Même si les Canadiens étaient attachés à Élisabeth II, qui a visité le pays 22 fois durant son règne, soit plus que tout autre territoire du Commonwealth, sa mort risque de remettre en question l’allégeance à la famille royale britannique.

« Plus de Canadiens seraient favorables [à quitter le Commonwealth] au moment de son décès », croit Benoît Pelletier, professeur de droit à l’Université d’Ottawa et ex-politicien.

Un débat inévitable

« C’est un débat auquel le Canada n’échappera pas, poursuit l’avocat constitutionnaliste. Même si le gouvernement canadien ne le souhaite pas, il va s’imposer de lui-même dans la population. J’anticipe même un référendum sur la question . »

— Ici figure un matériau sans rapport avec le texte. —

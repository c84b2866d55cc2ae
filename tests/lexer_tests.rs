use setsuna::lexer::{tokenize, TokenKind};

fn kinds(source: &str) -> Vec<TokenKind> {
    tokenize(source, "<test>")
        .unwrap_or_else(|e| panic!("lexing failed: {e}"))
        .into_iter()
        .map(|t| t.kind)
        .collect()
}

#[test]
fn empty_input_is_just_eof() {
    assert_eq!(kinds(""), vec![TokenKind::Eof]);
}

#[test]
fn whitespace_is_skipped_but_newlines_are_tokens() {
    assert_eq!(
        kinds("  1 \t 2 \r\n 3"),
        vec![
            TokenKind::Int(1),
            TokenKind::Int(2),
            TokenKind::Newline,
            TokenKind::Int(3),
            TokenKind::Eof
        ]
    );
}

#[test]
fn all_keywords() {
    assert_eq!(
        kinds("let fn if else match type module import while for in as const true false"),
        vec![
            TokenKind::Let,
            TokenKind::Fn,
            TokenKind::If,
            TokenKind::Else,
            TokenKind::Match,
            TokenKind::Type,
            TokenKind::Module,
            TokenKind::Import,
            TokenKind::While,
            TokenKind::For,
            TokenKind::In,
            TokenKind::As,
            TokenKind::Const,
            TokenKind::True,
            TokenKind::False,
            TokenKind::Eof
        ]
    );
}

#[test]
fn underscore_is_an_identifier() {
    assert_eq!(
        kinds("_ _x x_1"),
        vec![
            TokenKind::Ident("_".into()),
            TokenKind::Ident("_x".into()),
            TokenKind::Ident("x_1".into()),
            TokenKind::Eof
        ]
    );
}

#[test]
fn floats_need_a_digit_after_the_dot() {
    assert_eq!(
        kinds("3.14 10.0 5."),
        vec![
            TokenKind::Float(3.14),
            TokenKind::Float(10.0),
            TokenKind::Int(5),
            TokenKind::Dot,
            TokenKind::Eof
        ]
    );
}

#[test]
fn negative_numbers_are_minus_then_literal() {
    assert_eq!(
        kinds("-7"),
        vec![TokenKind::Minus, TokenKind::Int(7), TokenKind::Eof]
    );
}

#[test]
fn string_payload_is_unescaped() {
    assert_eq!(
        kinds(r#""line1\nline2""#),
        vec![TokenKind::Str("line1\nline2".into()), TokenKind::Eof]
    );
}

#[test]
fn unknown_escapes_keep_the_escaped_character() {
    assert_eq!(
        kinds(r#""\x\y""#),
        vec![TokenKind::Str("xy".into()), TokenKind::Eof]
    );
}

#[test]
fn string_with_newline_inside_counts_lines() {
    let tokens = tokenize("\"a\nb\" x", "<test>").unwrap();
    // The identifier after the two-line string sits on line 2.
    assert_eq!(tokens[1].location.line, 2);
}

#[test]
fn unterminated_string_reports_its_start() {
    let err = tokenize("let s = \"oops", "<test>").unwrap_err();
    let loc = err.location.unwrap();
    assert_eq!((loc.line, loc.column), (1, 9));
}

#[test]
fn ellipsis_before_dots() {
    assert_eq!(
        kinds("... . .."),
        vec![
            TokenKind::Ellipsis,
            TokenKind::Dot,
            TokenKind::Dot,
            TokenKind::Dot,
            TokenKind::Eof
        ]
    );
}

#[test]
fn comment_only_line_still_emits_its_newline() {
    assert_eq!(
        kinds("// hello\n1"),
        vec![TokenKind::Newline, TokenKind::Int(1), TokenKind::Eof]
    );
}

#[test]
fn error_format_is_canonical() {
    let err = tokenize("?", "main.stsn").unwrap_err();
    assert_eq!(err.to_string(), "main.stsn:1:1: error: unexpected character: '?'");
}
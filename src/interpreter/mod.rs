//! # Tree-walking evaluator
//!
//! The evaluator walks the syntax tree against a chain of environment
//! frames. One [`Evaluator`] instance owns everything a run needs:
//!
//! - the global environment (builtins plus top-level definitions),
//! - the module cache and the set of modules currently loading
//!   (cycle detection),
//! - the base directory and search paths used to resolve `import`s.
//!
//! Submodules:
//! - [`value`] - runtime values, structural equality, canonical printing
//! - [`env`] - environment frames
//! - [`eval`] - expression and declaration evaluation, pattern matching
//! - [`modules`] - the file-backed module loader
//! - [`builtins`] - the builtin function library

use std::collections::{HashMap, HashSet};
use std::path::PathBuf;

use crate::ast::{Decl, Program};
use crate::error::Result;

pub mod builtins;
pub mod env;
pub mod eval;
pub mod modules;
pub mod value;

pub use env::{Env, Environment};
pub use value::Value;

pub struct Evaluator {
    globals: Env,
    base_dir: PathBuf,
    search_paths: Vec<PathBuf>,
    module_cache: HashMap<String, Env>,
    loading_modules: HashSet<String>,
}

impl Evaluator {
    /// An evaluator over an existing global environment.
    pub fn new(globals: Env) -> Self {
        Self {
            globals,
            base_dir: PathBuf::new(),
            search_paths: Vec::new(),
            module_cache: HashMap::new(),
            loading_modules: HashSet::new(),
        }
    }

    /// An evaluator over a fresh global environment with the builtin
    /// library registered.
    pub fn with_builtins() -> Self {
        let globals = Environment::root();
        builtins::register(&globals);
        Self::new(globals)
    }

    pub fn globals(&self) -> &Env {
        &self.globals
    }

    /// The directory `import` resolves module files against first.
    pub fn set_base_dir(&mut self, dir: impl Into<PathBuf>) {
        self.base_dir = dir.into();
    }

    pub fn add_search_path(&mut self, dir: impl Into<PathBuf>) {
        self.search_paths.push(dir.into());
    }

    /// Evaluate a program's declarations in source order against the
    /// global environment. The result is the last declaration's value if
    /// it was an expression, unit otherwise.
    pub fn eval_program(&mut self, program: &Program) -> Result<Value> {
        let globals = self.globals.clone();
        self.eval_decls(&program.declarations, &globals)
    }

    pub(crate) fn eval_decls(&mut self, declarations: &[Decl], env: &Env) -> Result<Value> {
        let mut result = Value::Unit;
        for decl in declarations {
            result = self.eval_decl(decl, env)?;
        }
        Ok(result)
    }
}
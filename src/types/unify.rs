//! Union-find resolution and structural unification.

use std::rc::Rc;

use crate::error::{Error, Result};

use super::ty::{Type, TypeRef};

/// Resolve a type to its union-find representative, compressing paths as
/// it goes: every variable on the chain ends up pointing directly at the
/// representative.
pub fn find(ty: &TypeRef) -> TypeRef {
    if let Type::Var(var) = ty.as_ref() {
        let instance = var.instance.borrow().clone();
        if let Some(instance) = instance {
            let representative = find(&instance);
            *var.instance.borrow_mut() = Some(representative.clone());
            return representative;
        }
    }
    ty.clone()
}

/// Does the variable occur anywhere inside `ty`? Guards against building
/// infinite types like `t0 = [t0]`.
pub fn occurs_in(var_id: u32, ty: &TypeRef) -> bool {
    let ty = find(ty);
    match ty.as_ref() {
        Type::Var(var) => var.id == var_id,
        Type::Function(params, ret) => {
            params.iter().any(|p| occurs_in(var_id, p)) || occurs_in(var_id, ret)
        }
        Type::List(element) => occurs_in(var_id, element),
        Type::Tuple(elements) => elements.iter().any(|e| occurs_in(var_id, e)),
        Type::Record(fields) => fields.iter().any(|(_, t)| occurs_in(var_id, t)),
        Type::Map(key, value) => occurs_in(var_id, key) || occurs_in(var_id, value),
        Type::Adt(_, args) => args.iter().any(|a| occurs_in(var_id, a)),
        _ => false,
    }
}

/// Make two types equal, binding type variables as needed. Fails with
/// *infinite type* when the occurs check trips and with *cannot unify*
/// on a structural mismatch.
pub fn unify(t1: &TypeRef, t2: &TypeRef) -> Result<()> {
    let t1 = find(t1);
    let t2 = find(t2);

    if Rc::ptr_eq(&t1, &t2) {
        return Ok(());
    }

    if let Type::Var(var) = t1.as_ref() {
        if occurs_in(var.id, &t2) {
            return Err(Error::type_error(format!(
                "infinite type: t{} = {t2}",
                var.id
            )));
        }
        *var.instance.borrow_mut() = Some(t2);
        return Ok(());
    }

    if let Type::Var(var) = t2.as_ref() {
        if occurs_in(var.id, &t1) {
            return Err(Error::type_error(format!(
                "infinite type: t{} = {t1}",
                var.id
            )));
        }
        *var.instance.borrow_mut() = Some(t1);
        return Ok(());
    }

    match (t1.as_ref(), t2.as_ref()) {
        (Type::Int, Type::Int)
        | (Type::Float, Type::Float)
        | (Type::Bool, Type::Bool)
        | (Type::Str, Type::Str)
        | (Type::Unit, Type::Unit) => Ok(()),

        (Type::Function(params1, ret1), Type::Function(params2, ret2)) => {
            if params1.len() != params2.len() {
                return Err(Error::type_error(format!(
                    "function arity mismatch: expected {} arguments, got {}",
                    params1.len(),
                    params2.len()
                )));
            }
            for (p1, p2) in params1.iter().zip(params2.iter()) {
                unify(p1, p2)?;
            }
            unify(ret1, ret2)
        }

        (Type::List(e1), Type::List(e2)) => unify(e1, e2),

        (Type::Tuple(e1), Type::Tuple(e2)) => {
            if e1.len() != e2.len() {
                return Err(Error::type_error("tuple size mismatch"));
            }
            for (a, b) in e1.iter().zip(e2.iter()) {
                unify(a, b)?;
            }
            Ok(())
        }

        (Type::Record(f1), Type::Record(f2)) => {
            if f1.len() != f2.len() {
                return Err(Error::type_error(format!("cannot unify {t1} with {t2}")));
            }
            for (name, ty1) in f1 {
                let Some((_, ty2)) = f2.iter().find(|(n, _)| n == name) else {
                    return Err(Error::type_error(format!("cannot unify {t1} with {t2}")));
                };
                unify(ty1, ty2)?;
            }
            Ok(())
        }

        (Type::Map(k1, v1), Type::Map(k2, v2)) => {
            unify(k1, k2)?;
            unify(v1, v2)
        }

        (Type::Adt(n1, a1), Type::Adt(n2, a2)) if n1 == n2 && a1.len() == a2.len() => {
            for (x, y) in a1.iter().zip(a2.iter()) {
                unify(x, y)?;
            }
            Ok(())
        }

        // Generic placeholders from builtin signatures unify with anything.
        (Type::Generic(_), _) | (_, Type::Generic(_)) => Ok(()),

        _ => Err(Error::type_error(format!("cannot unify {t1} with {t2}"))),
    }
}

Ces dernières années, la Barbade est devenue une république et d’autres pays des Antilles, comme la Jamaïque, comptent lui emboîter le pas.

Selon André Binette, qui a notamment écrit un livre en faveur d’une république au Québec, l’Australie et la Nouvelle-Zélande pourraient aussi choisir de couper les ponts avec la monarchie.

« Ce qui va créer une pression sur le Canada et poser problème plus que jamais », fait-il valoir.

Sur une note plus légère, il souligne aussi que le prénom Charles est un « mauvais présage » pour la couronne.

Charles I fut décapité au 17e siècle et son fils, Charles II, est mort sans héritier, mettant fin à leur lignée.

Quoi qu’il en soit, l’historien James Jackson entrevoit déjà de grands changements au sein de la famille royale.

Il rappelle la volonté de Charles « d’élaguer » l’arbre familial, en limitant le nombre de membres actifs de la famille royale pour restreindre les coûts, notamment. 

Élisabeth II sera aussi la dernière reine pour de nombreuses décennies puisque tous ses successeurs sont masculins, jusqu’à son arrière-petit-fils, le prince Georges.